**WHAT YOU WILL DO**
Within the records that follow, find every line containing the string "executor". Copy those lines.

**Saved data entries**
════════
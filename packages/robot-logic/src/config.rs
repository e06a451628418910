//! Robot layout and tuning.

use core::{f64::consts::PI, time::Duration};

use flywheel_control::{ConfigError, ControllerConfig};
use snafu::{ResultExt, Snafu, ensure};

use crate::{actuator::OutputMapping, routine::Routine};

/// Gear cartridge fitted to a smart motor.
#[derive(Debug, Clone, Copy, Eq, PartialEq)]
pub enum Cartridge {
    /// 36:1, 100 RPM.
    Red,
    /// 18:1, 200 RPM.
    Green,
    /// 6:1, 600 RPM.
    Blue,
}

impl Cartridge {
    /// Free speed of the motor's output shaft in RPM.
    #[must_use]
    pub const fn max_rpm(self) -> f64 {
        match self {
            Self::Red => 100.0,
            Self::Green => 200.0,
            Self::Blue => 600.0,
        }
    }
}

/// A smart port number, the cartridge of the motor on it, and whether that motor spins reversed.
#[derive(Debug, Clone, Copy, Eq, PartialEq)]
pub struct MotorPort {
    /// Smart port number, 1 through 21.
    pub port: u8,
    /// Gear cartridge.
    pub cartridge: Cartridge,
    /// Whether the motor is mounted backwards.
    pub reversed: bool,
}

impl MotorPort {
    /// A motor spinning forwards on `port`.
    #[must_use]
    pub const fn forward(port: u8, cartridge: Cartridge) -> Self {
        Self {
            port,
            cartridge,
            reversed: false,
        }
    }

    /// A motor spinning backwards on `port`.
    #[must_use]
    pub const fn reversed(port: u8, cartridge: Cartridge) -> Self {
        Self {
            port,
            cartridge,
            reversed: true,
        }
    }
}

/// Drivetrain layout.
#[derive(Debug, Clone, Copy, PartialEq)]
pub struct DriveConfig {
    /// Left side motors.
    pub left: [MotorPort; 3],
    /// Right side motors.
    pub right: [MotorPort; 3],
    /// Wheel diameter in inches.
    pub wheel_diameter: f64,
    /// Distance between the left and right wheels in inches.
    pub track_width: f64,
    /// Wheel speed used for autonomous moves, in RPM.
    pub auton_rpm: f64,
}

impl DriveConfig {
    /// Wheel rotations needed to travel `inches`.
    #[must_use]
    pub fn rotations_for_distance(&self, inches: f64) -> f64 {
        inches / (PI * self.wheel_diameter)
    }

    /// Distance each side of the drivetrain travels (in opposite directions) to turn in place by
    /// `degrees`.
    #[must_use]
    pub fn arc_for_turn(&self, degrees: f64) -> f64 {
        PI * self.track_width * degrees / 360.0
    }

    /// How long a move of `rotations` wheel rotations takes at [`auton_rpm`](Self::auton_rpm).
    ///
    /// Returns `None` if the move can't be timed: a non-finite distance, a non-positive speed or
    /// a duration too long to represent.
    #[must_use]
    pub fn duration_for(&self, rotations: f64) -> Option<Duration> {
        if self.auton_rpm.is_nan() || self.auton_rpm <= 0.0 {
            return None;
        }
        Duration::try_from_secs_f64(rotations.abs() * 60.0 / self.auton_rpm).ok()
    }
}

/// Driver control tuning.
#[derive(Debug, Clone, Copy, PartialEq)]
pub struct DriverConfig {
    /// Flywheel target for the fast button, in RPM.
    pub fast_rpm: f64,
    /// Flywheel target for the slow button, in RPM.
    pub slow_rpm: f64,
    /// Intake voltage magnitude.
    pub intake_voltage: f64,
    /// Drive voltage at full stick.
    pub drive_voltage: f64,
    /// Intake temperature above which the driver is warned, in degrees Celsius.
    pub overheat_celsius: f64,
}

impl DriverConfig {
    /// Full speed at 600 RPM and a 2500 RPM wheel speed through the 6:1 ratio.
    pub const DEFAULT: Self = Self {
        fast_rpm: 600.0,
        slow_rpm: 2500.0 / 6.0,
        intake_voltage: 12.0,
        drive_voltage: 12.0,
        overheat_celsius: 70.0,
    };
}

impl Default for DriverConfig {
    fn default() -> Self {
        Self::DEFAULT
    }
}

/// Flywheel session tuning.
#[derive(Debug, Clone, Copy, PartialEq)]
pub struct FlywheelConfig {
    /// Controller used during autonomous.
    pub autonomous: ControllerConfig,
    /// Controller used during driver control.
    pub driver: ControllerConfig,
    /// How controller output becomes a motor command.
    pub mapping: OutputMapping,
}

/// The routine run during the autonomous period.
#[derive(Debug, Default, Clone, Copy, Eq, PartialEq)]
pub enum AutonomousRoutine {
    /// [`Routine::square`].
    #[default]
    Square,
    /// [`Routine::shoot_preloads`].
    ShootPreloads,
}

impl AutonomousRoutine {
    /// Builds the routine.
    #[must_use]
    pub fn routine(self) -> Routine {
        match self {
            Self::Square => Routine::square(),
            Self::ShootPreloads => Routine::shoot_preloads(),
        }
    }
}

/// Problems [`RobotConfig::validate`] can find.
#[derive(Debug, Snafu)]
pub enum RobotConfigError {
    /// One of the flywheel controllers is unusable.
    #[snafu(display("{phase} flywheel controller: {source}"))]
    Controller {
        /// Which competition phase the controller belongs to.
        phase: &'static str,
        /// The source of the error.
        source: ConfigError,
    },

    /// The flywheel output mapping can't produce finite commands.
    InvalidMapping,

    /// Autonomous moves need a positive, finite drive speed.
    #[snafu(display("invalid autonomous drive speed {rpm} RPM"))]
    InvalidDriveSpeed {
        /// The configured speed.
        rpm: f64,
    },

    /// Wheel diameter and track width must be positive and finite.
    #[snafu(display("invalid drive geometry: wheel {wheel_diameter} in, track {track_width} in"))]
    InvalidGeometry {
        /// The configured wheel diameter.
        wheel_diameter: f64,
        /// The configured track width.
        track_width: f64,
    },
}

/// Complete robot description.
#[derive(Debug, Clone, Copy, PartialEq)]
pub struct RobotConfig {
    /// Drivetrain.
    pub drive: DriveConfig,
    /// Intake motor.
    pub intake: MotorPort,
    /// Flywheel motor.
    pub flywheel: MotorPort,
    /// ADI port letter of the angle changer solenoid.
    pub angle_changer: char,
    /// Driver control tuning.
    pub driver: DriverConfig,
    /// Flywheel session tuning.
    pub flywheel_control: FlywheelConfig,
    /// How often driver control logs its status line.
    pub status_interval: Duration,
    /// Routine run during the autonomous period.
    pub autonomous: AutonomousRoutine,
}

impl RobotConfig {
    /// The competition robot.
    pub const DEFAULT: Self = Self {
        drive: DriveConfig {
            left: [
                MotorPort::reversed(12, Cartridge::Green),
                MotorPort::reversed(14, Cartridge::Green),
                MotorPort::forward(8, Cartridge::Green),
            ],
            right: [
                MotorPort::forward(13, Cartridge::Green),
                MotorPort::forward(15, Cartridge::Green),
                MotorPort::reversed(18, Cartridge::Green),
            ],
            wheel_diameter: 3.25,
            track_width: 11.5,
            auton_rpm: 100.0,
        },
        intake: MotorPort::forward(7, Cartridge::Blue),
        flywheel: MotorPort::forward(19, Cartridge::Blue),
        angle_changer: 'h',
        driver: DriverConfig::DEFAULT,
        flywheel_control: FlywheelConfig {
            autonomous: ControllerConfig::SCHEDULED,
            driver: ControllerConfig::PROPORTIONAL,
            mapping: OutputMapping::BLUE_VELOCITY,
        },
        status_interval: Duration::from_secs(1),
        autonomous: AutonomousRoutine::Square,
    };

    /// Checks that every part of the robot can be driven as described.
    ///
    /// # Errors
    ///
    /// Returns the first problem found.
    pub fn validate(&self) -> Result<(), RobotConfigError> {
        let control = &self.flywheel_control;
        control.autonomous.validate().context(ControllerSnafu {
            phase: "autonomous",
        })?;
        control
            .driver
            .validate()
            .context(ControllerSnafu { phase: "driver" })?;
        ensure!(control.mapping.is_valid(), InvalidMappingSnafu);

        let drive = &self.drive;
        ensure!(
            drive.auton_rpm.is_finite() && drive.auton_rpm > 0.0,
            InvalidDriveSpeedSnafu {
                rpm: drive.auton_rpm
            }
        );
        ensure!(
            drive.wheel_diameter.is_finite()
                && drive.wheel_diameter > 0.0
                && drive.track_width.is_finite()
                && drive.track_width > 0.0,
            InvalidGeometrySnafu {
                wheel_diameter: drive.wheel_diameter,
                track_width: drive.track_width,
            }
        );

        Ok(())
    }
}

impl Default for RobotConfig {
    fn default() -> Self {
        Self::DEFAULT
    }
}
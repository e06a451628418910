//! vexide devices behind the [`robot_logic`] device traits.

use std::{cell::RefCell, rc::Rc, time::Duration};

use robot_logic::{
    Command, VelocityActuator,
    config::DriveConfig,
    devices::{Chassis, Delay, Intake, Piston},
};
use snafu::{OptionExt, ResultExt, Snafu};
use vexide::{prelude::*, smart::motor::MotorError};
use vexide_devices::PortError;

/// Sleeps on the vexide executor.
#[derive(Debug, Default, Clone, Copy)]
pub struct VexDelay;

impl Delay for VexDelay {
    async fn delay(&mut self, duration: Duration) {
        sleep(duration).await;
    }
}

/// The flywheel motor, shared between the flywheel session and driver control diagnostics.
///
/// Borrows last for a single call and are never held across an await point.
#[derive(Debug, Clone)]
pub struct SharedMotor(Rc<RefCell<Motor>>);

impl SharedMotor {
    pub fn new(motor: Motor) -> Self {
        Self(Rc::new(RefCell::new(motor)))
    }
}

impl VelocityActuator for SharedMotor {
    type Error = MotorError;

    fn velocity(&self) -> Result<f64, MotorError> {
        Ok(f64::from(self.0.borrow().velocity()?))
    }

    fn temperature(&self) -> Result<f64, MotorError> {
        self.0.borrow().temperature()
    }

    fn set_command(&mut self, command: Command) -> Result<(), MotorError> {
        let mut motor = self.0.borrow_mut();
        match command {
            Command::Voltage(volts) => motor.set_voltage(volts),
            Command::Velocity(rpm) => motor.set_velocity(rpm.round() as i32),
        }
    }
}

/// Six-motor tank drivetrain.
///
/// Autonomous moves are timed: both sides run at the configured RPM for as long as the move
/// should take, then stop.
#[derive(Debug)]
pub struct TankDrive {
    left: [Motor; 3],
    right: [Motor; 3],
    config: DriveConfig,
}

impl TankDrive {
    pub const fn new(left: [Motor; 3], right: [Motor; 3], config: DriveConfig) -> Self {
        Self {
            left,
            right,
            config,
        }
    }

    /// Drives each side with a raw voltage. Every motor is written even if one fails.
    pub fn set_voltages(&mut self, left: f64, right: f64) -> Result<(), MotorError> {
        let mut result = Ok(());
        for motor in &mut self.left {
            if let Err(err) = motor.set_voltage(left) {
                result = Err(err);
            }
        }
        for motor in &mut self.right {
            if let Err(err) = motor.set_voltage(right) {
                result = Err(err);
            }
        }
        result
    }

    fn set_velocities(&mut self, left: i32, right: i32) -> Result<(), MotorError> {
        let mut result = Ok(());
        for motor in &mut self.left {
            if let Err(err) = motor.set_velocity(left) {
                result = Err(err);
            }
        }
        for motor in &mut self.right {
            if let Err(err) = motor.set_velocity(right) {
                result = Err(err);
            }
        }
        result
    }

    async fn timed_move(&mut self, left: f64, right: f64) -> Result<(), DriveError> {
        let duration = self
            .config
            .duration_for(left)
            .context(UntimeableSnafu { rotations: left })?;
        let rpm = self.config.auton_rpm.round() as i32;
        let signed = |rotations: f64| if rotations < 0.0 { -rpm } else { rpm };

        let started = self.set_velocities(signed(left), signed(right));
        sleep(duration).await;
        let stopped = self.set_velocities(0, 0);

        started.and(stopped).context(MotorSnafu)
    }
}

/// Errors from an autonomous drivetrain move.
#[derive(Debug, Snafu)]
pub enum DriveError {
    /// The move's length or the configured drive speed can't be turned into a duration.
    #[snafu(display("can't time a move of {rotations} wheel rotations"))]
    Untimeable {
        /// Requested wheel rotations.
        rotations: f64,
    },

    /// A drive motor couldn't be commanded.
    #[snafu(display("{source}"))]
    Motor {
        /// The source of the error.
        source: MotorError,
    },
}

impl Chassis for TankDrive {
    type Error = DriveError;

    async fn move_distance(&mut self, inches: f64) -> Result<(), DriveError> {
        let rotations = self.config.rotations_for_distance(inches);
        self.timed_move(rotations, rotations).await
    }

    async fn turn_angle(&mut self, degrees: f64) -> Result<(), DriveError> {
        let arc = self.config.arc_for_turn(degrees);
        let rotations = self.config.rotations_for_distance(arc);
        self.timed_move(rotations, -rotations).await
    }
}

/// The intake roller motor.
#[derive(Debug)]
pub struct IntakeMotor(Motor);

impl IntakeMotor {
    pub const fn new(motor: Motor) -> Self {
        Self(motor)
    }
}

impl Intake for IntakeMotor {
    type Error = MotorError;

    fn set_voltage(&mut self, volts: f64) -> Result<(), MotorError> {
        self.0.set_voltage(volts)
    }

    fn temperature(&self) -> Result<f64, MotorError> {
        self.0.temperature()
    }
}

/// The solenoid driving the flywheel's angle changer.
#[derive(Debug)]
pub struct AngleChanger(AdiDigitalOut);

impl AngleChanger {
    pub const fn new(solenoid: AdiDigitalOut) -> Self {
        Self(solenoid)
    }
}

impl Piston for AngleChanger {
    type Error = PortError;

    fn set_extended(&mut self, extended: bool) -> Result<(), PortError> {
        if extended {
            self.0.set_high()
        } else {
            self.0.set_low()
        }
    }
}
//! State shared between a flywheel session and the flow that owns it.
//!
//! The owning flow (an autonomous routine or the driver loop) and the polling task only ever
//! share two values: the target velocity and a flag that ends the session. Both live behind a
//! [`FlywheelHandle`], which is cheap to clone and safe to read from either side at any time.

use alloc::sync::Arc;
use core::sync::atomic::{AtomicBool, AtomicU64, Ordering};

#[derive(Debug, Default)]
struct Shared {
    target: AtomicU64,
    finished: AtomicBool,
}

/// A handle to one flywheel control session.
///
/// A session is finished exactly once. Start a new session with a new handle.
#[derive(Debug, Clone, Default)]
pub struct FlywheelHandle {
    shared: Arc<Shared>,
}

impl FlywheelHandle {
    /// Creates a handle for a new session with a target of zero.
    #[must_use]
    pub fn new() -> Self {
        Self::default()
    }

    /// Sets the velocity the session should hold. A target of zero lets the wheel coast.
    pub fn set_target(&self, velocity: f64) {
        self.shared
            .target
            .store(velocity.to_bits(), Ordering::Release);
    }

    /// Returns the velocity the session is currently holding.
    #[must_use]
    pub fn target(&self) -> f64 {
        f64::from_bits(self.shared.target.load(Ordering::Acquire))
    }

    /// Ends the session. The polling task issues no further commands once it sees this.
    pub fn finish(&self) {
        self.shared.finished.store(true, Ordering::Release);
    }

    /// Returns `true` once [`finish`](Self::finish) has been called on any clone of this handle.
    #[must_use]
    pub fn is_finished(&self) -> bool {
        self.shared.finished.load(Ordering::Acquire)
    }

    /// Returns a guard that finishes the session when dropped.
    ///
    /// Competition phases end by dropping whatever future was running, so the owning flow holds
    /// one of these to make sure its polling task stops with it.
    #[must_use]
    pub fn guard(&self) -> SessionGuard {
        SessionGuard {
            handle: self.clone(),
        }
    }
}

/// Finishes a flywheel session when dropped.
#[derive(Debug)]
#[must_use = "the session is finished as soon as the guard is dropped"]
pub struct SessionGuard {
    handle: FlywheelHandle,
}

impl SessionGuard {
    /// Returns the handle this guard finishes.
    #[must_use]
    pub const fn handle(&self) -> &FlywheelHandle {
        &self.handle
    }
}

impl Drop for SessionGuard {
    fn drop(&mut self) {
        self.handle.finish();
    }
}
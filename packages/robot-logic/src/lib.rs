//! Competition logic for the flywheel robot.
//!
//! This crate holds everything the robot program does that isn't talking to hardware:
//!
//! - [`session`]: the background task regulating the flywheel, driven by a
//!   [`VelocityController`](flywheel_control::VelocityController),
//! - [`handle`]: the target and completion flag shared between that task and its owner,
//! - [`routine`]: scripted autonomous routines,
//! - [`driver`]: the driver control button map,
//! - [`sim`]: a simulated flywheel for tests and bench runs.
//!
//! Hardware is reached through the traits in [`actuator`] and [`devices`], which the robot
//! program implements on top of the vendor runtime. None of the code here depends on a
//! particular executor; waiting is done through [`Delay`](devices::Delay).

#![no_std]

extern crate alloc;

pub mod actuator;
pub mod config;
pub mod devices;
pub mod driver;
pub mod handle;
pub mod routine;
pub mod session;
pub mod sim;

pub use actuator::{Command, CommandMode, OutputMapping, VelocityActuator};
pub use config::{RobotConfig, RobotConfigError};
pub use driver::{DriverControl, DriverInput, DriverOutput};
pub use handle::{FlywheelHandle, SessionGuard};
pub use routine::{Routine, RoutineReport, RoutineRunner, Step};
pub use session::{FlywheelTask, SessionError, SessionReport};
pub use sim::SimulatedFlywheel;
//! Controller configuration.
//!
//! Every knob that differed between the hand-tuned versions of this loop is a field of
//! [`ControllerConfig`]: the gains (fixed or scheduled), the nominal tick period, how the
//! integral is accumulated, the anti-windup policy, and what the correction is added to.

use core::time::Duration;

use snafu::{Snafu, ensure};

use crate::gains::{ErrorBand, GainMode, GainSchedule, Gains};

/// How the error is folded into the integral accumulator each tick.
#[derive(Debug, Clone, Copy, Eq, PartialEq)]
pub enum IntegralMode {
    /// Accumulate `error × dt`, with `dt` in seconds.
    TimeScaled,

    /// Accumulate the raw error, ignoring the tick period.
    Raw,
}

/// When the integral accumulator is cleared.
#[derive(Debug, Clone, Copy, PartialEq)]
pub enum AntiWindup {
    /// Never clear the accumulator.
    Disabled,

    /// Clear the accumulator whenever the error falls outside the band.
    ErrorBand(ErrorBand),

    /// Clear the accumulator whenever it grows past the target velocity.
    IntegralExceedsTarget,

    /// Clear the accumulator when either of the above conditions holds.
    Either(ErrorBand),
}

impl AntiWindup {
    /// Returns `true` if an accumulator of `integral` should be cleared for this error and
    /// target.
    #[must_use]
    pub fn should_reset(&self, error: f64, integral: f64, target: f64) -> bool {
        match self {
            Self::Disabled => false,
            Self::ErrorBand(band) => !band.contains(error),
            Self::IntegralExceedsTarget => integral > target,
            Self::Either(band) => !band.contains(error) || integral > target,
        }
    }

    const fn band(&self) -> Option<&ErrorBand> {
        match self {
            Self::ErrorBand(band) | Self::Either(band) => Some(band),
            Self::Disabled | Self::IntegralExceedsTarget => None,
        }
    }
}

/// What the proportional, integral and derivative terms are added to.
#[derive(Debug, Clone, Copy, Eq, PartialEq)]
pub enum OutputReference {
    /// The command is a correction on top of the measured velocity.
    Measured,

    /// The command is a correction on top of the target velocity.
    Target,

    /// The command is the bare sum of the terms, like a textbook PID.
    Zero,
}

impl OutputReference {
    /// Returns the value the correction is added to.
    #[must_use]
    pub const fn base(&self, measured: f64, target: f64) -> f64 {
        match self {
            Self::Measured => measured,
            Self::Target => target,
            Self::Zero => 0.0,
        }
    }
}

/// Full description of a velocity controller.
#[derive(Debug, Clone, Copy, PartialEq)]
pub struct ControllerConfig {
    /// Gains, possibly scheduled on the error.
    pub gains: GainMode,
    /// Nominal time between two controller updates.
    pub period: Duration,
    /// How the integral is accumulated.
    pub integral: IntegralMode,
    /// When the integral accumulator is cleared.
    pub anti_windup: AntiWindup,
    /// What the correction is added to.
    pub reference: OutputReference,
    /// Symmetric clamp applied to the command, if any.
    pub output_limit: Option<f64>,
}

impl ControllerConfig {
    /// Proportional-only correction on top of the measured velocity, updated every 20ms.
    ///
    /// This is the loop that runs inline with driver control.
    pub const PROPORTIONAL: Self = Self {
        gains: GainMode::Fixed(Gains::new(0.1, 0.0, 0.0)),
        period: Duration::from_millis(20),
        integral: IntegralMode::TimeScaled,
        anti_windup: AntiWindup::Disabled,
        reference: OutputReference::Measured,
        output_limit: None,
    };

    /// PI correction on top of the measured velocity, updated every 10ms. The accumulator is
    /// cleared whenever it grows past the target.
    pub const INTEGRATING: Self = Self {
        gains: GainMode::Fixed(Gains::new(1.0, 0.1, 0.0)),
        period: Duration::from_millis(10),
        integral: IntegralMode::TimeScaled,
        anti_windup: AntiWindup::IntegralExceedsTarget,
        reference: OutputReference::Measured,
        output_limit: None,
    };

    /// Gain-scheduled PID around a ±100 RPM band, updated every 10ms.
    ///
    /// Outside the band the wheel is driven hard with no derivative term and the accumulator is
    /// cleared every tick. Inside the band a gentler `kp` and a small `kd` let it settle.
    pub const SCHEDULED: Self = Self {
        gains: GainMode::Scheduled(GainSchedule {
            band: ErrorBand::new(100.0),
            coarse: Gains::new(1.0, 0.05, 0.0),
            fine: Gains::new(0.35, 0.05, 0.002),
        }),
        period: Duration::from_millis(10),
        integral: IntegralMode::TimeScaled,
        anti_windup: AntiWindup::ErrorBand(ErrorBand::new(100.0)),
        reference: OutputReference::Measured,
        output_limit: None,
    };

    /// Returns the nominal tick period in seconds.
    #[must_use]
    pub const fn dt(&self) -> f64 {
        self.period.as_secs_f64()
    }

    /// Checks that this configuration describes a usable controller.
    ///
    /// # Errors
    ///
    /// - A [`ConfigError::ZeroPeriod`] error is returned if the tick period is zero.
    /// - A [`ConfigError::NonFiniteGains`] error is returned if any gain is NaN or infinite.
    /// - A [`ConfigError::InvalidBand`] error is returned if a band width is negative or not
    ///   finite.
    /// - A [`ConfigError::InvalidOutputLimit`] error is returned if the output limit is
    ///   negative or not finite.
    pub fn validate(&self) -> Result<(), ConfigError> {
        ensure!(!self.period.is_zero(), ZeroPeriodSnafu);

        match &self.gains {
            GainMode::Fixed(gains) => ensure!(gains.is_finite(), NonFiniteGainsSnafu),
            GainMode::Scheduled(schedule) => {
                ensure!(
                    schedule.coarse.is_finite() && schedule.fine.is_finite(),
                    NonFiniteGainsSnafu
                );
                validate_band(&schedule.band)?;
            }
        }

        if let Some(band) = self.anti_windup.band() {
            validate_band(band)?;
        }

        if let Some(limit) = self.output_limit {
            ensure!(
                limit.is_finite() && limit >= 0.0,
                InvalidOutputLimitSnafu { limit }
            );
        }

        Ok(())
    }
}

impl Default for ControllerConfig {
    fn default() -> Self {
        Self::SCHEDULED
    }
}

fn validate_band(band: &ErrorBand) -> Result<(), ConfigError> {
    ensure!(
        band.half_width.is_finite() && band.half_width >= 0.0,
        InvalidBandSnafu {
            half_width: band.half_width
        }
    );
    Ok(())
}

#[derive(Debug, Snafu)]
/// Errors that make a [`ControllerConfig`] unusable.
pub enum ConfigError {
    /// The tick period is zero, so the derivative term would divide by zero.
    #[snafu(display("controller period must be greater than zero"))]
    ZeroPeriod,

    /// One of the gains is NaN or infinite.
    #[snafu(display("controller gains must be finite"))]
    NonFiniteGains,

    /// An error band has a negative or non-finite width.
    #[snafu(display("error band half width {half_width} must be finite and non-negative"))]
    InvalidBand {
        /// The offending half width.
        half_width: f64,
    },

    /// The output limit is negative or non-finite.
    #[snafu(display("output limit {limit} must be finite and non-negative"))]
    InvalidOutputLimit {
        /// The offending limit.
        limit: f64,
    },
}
════════
**TASK SOLUTION**
/// Sleeps on the vexide executor.
//! particular executor; waiting is done through [`Delay`](devices::Delay).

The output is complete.